__DESCRIPTION OF THE TASK__
Return all lines from the listing below in which "ServiceError" appears.

------ DATA SUPPLIED

//! Foundation types for csm, a sharded content store.
//!
//! Every other csm crate depends on `csm-types`.
//!
//! # Key Types
//!
//! - [`Identifier`] -- Ordered, typed description of where content lives
//! - [`Segment`] -- One `(kind, value)` element of an identifier
//! - [`IdentConfig`] -- Segment-count bounds and strictness for validation
//! - [`Progress`] -- Per-transfer byte accounting handed to progress callbacks
//! - [`ContentType`] -- `kind[_subkind]` content tag

pub mod content_type;
pub mod error;
pub mod ident;
pub mod progress;

pub use content_type::ContentType;
pub use error::TypeError;
pub use ident::{IdentConfig, Identifier, Segment, SegmentKind};
pub use progress::Progress;
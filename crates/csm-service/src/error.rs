use csm_store::StoreError;

/// Errors from the content service.
#[derive(Debug, thiserror::Error)]
pub enum ServiceError {
    /// Missing or inconsistent service or driver configuration.
    #[error("configuration error: {0}")]
    Configuration(String),

    /// A driver operation or driver construction failed.
    #[error(transparent)]
    Store(#[from] StoreError),

    /// The configuration file is not valid TOML for [`ServiceConfig`](crate::ServiceConfig).
    #[error("can not parse service config: {0}")]
    ConfigParse(String),

    #[error("I/O error: {0}")]
    Io(#[from] std::io::Error),
}

/// Result alias for service operations.
pub type ServiceResult<T> = Result<T, ServiceError>;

------------

__YOUR SOLUTION__
pub enum ServiceError {
pub type ServiceResult<T> = Result<T, ServiceError>;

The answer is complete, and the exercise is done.